One of the steroids Catlin identified had been available on the underground steroid market before it made its way into supplements. In Ergomax LMG, Catlin said he found the steroid madol -- also known as DMT -- that attracted headlines after it was seized by Canadian customs in December 2003 from a former Canadian sprinter, who was prosecuted in Canada on drug charges earlier this year. After the athlete was caught with the drug, WADA declared it banned.

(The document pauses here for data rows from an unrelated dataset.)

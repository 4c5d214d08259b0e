//! SSH gateway overlay
//!
//! `start` connects and authenticates to the gateway once; every `dial`
//! afterwards opens a `direct-tcpip` channel through that session and hands
//! the channel back as a byte stream.

use std::path::PathBuf;
use std::sync::Arc;
use std::time::Duration;

use async_trait::async_trait;
use parking_lot::RwLock;
use russh::client;
use russh::keys::key::PrivateKeyWithHashAlg;
use russh::keys::PublicKey;
use tracing::{debug, info, warn};

use super::handle_owner::{spawn_handle_owner_task, HandleController};
use super::known_hosts::{HostKeyVerification, KnownHostsStore};
use super::{Overlay, OverlayError, OverlayStream};
use crate::config::{split_host_port, GatewayConfig};

/// Originator reported to the gateway for forwarded channels
const ORIGINATOR_HOST: &str = "127.0.0.1";

/// Overlay backed by one SSH gateway session
pub struct SshOverlay {
    gateway: GatewayConfig,
    /// Node identity, used in logs and as the owner task label
    identity: String,
    /// Password, or key passphrase when `gateway.key_path` is set
    authkey: String,
    ephemeral: bool,
    state_dir: PathBuf,
    connect_timeout: Duration,
    controller: RwLock<Option<HandleController>>,
}

impl SshOverlay {
    pub fn new(
        gateway: GatewayConfig,
        identity: String,
        authkey: String,
        ephemeral: bool,
        state_dir: PathBuf,
        connect_timeout: Duration,
    ) -> Self {
        Self {
            gateway,
            identity,
            authkey,
            ephemeral,
            state_dir,
            connect_timeout,
            controller: RwLock::new(None),
        }
    }

    fn controller(&self) -> Result<HandleController, OverlayError> {
        self.controller
            .read()
            .clone()
            .ok_or(OverlayError::NotStarted)
    }

    async fn authenticate(
        &self,
        handle: &mut client::Handle<GatewayHandler>,
    ) -> Result<(), OverlayError> {
        let username = &self.gateway.username;

        let result = match &self.gateway.key_path {
            Some(key_path) => {
                let passphrase = (!self.authkey.is_empty()).then_some(self.authkey.as_str());
                let key = russh::keys::load_secret_key(key_path, passphrase)
                    .map_err(|e| OverlayError::KeyError(e.to_string()))?;
                let key_with_hash = PrivateKeyWithHashAlg::new(Arc::new(key), None);

                handle
                    .authenticate_publickey(username, key_with_hash)
                    .await
                    .map_err(|e| OverlayError::AuthenticationFailed(e.to_string()))?
            }
            None => handle
                .authenticate_password(username, &self.authkey)
                .await
                .map_err(|e| OverlayError::AuthenticationFailed(e.to_string()))?,
        };

        if !result.success() {
            return Err(OverlayError::AuthenticationFailed(
                "Authentication rejected by gateway".to_string(),
            ));
        }
        Ok(())
    }
}

#[async_trait]
impl Overlay for SshOverlay {
    async fn start(&self) -> Result<(), OverlayError> {
        let known_hosts = Arc::new(KnownHostsStore::open(&self.state_dir, self.ephemeral)?);

        let ssh_config = client::Config {
            inactivity_timeout: None,
            keepalive_interval: Some(Duration::from_secs(30)),
            keepalive_max: 3,
            ..Default::default()
        };

        let handler = GatewayHandler::new(
            self.gateway.host.clone(),
            self.gateway.port,
            self.gateway.strict_host_key_checking,
            self.ephemeral,
            known_hosts,
        );

        info!(
            "Connecting to gateway {}:{} as {}",
            self.gateway.host, self.gateway.port, self.identity
        );

        let mut handle = tokio::time::timeout(
            self.connect_timeout,
            client::connect(
                Arc::new(ssh_config),
                (self.gateway.host.as_str(), self.gateway.port),
                handler,
            ),
        )
        .await
        .map_err(|_| OverlayError::Timeout("Gateway connection timed out".to_string()))??;

        self.authenticate(&mut handle).await?;
        info!("Gateway session established for {}", self.identity);

        let controller = spawn_handle_owner_task(handle, self.identity.clone());
        let previous = self.controller.write().replace(controller);
        if let Some(previous) = previous {
            warn!("Gateway overlay restarted; dropping previous session");
            tokio::spawn(async move { previous.disconnect().await });
        }
        Ok(())
    }

    async fn dial(&self, address: &str) -> Result<OverlayStream, OverlayError> {
        let (host, port) = split_host_port(address)
            .filter(|(host, _)| !host.is_empty())
            .ok_or_else(|| OverlayError::InvalidAddress(address.to_string()))?;

        let controller = self.controller()?;
        let channel = controller
            .open_direct_tcpip(host, port as u32, ORIGINATOR_HOST, 0)
            .await?;

        debug!("Opened gateway channel to {}", address);
        Ok(Box::new(channel.into_stream()))
    }

    async fn close(&self) -> Result<(), OverlayError> {
        let controller = self.controller.write().take();
        if let Some(controller) = controller {
            controller.disconnect().await;
        }
        Ok(())
    }

    fn name(&self) -> &'static str {
        "ssh"
    }
}

/// russh callbacks for the gateway connection
///
/// Only host key verification is needed; the forwarder never accepts
/// server-initiated channels.
pub struct GatewayHandler {
    host: String,
    port: u16,
    /// Reject host keys not already known
    strict: bool,
    /// Trust unknown keys for this process only
    ephemeral: bool,
    known_hosts: Arc<KnownHostsStore>,
}

impl GatewayHandler {
    pub fn new(
        host: String,
        port: u16,
        strict: bool,
        ephemeral: bool,
        known_hosts: Arc<KnownHostsStore>,
    ) -> Self {
        Self {
            host,
            port,
            strict,
            ephemeral,
            known_hosts,
        }
    }
}

impl client::Handler for GatewayHandler {
    type Error = OverlayError;

    async fn check_server_key(
        &mut self,
        server_public_key: &PublicKey,
    ) -> Result<bool, Self::Error> {
        match self.known_hosts.verify(&self.host, self.port, server_public_key) {
            HostKeyVerification::Verified => {
                debug!("Host key verified for {}:{}", self.host, self.port);
                Ok(true)
            }
            HostKeyVerification::Unknown { fingerprint } => {
                if self.strict {
                    warn!(
                        "Unknown host key for {}:{} ({}), strict mode rejects it",
                        self.host, self.port, fingerprint
                    );
                    return Err(OverlayError::ConnectionFailed(format!(
                        "Host key verification failed: unknown host {}:{}. Fingerprint: {}",
                        self.host, self.port, fingerprint
                    )));
                }

                if self.ephemeral {
                    info!(
                        "Trusting host key for {}:{} for this run only ({})",
                        self.host, self.port, fingerprint
                    );
                } else {
                    info!(
                        "New gateway {}:{}, adding to known_hosts ({})",
                        self.host, self.port, fingerprint
                    );
                }
                if let Err(e) = self.known_hosts.add_host(&self.host, self.port, server_public_key) {
                    warn!("Failed to save host key: {}", e);
                }
                Ok(true)
            }
            HostKeyVerification::Changed {
                expected_fingerprint,
                actual_fingerprint,
            } => {
                warn!(
                    "HOST KEY CHANGED for {}:{}! Expected {}, got {}",
                    self.host, self.port, expected_fingerprint, actual_fingerprint
                );
                Err(OverlayError::ConnectionFailed(format!(
                    "Host key for {}:{} has changed (expected {}, got {})",
                    self.host, self.port, expected_fingerprint, actual_fingerprint
                )))
            }
        }
    }
}

#[cfg(test)]
mod tests {
    use super::*;
    use russh::client::Handler;
    use tempfile::tempdir;

    const ED25519: &str = "ssh-ed25519 AAAAC3NzaC1lZDI1NTE5AAAAILM+rvN+ot98qgEN796jTiQfZfG1KaT0PtFDJ/XFSqti user@example.com";

    fn gateway() -> GatewayConfig {
        GatewayConfig {
            host: "bastion".into(),
            port: 2222,
            username: "relay".into(),
            key_path: None,
            strict_host_key_checking: false,
        }
    }

    fn overlay(dir: PathBuf) -> SshOverlay {
        SshOverlay::new(
            gateway(),
            "edge-1".into(),
            "secret".into(),
            false,
            dir,
            Duration::from_secs(1),
        )
    }

    #[tokio::test]
    async fn test_dial_before_start() {
        let temp = tempdir().unwrap();
        let result = overlay(temp.path().to_path_buf()).dial("svc:9000").await;
        assert!(matches!(result, Err(OverlayError::NotStarted)));
    }

    #[tokio::test]
    async fn test_dial_invalid_address() {
        let temp = tempdir().unwrap();
        let overlay = overlay(temp.path().to_path_buf());
        assert!(matches!(
            overlay.dial("svc").await,
            Err(OverlayError::InvalidAddress(_))
        ));
        assert!(matches!(
            overlay.dial(":9000").await,
            Err(OverlayError::InvalidAddress(_))
        ));
    }

    #[tokio::test]
    async fn test_close_without_start() {
        let temp = tempdir().unwrap();
        assert!(overlay(temp.path().to_path_buf()).close().await.is_ok());
    }

    #[tokio::test]
    async fn test_strict_rejects_unknown_host() {
        let temp = tempdir().unwrap();
        let store = Arc::new(KnownHostsStore::open(temp.path(), false).unwrap());
        let mut handler = GatewayHandler::new("bastion".into(), 22, true, false, store);

        let key = PublicKey::from_openssh(ED25519).unwrap();
        assert!(handler.check_server_key(&key).await.is_err());
    }

    #[tokio::test]
    async fn test_non_strict_trusts_and_persists() {
        let temp = tempdir().unwrap();
        let store = Arc::new(KnownHostsStore::open(temp.path(), false).unwrap());
        let mut handler = GatewayHandler::new("bastion".into(), 22, false, false, store.clone());

        let key = PublicKey::from_openssh(ED25519).unwrap();
        assert!(handler.check_server_key(&key).await.unwrap());
        assert!(store.path().exists());
        assert_eq!(store.verify("bastion", 22, &key), HostKeyVerification::Verified);
    }

    #[tokio::test]
    async fn test_ephemeral_trusts_without_persisting() {
        let temp = tempdir().unwrap();
        let store = Arc::new(KnownHostsStore::open(temp.path(), true).unwrap());
        let mut handler = GatewayHandler::new("bastion".into(), 22, false, true, store.clone());

        let key = PublicKey::from_openssh(ED25519).unwrap();
        assert!(handler.check_server_key(&key).await.unwrap());
        assert!(!store.path().exists());
    }

    #[tokio::test]
    async fn test_start_times_out_on_silent_gateway() {
        // Accepts TCP but never speaks SSH
        let listener = tokio::net::TcpListener::bind("127.0.0.1:0").await.unwrap();
        let addr = listener.local_addr().unwrap();
        let _server = tokio::spawn(async move {
            let (_stream, _) = listener.accept().await.unwrap();
            tokio::time::sleep(Duration::from_secs(10)).await;
        });

        let temp = tempdir().unwrap();
        let mut gateway = gateway();
        gateway.host = addr.ip().to_string();
        gateway.port = addr.port();
        let overlay = SshOverlay::new(
            gateway,
            "edge-1".into(),
            "secret".into(),
            true,
            temp.path().to_path_buf(),
            Duration::from_millis(200),
        );

        assert!(matches!(overlay.start().await, Err(OverlayError::Timeout(_))));
    }
}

Bottles of Superdrol and Ergomax LMG obtained by The Post in August did not contain their chemical formulations on their labels, referring to their contents only by trademarked names -- Methasteron in the case of Superdrol and Pherobolix in the case of Ergomax. Catlin said neither name had any scientific meaning that would aid in identifying it. A bottle of Prostanozol reported its chemical formulation, but used outdated chemical language in what Catlin said appeared to be an attempt to avoid being "flagged by some nasty government computer." And two ingredients -- one a synthetic anabolic steroid, another a progestin, a close relative to a steroid -- did not match the chemical names reported on a bottle of Methyl 1-P, Catlin said. An advertisement for FiniGenX Magnum on the company Web site gives insight into PharmaGenX's operating philosophy.

"THE MOST POTENT DIETARY SUPPLEMENT EVER DEVELOPED FOR SIZE AND STRENGTH IS STILL LEGAL!" the advertisement says. "Finigenx Magnum . . . was not on the updated Anabolic Steroid Control Act of 2004. We had independent chemists search the 'Act'" from top to bottom for Finigenx Magnum or any ingredients that are in our solution and they came up with ZERO, ZIP, NADA."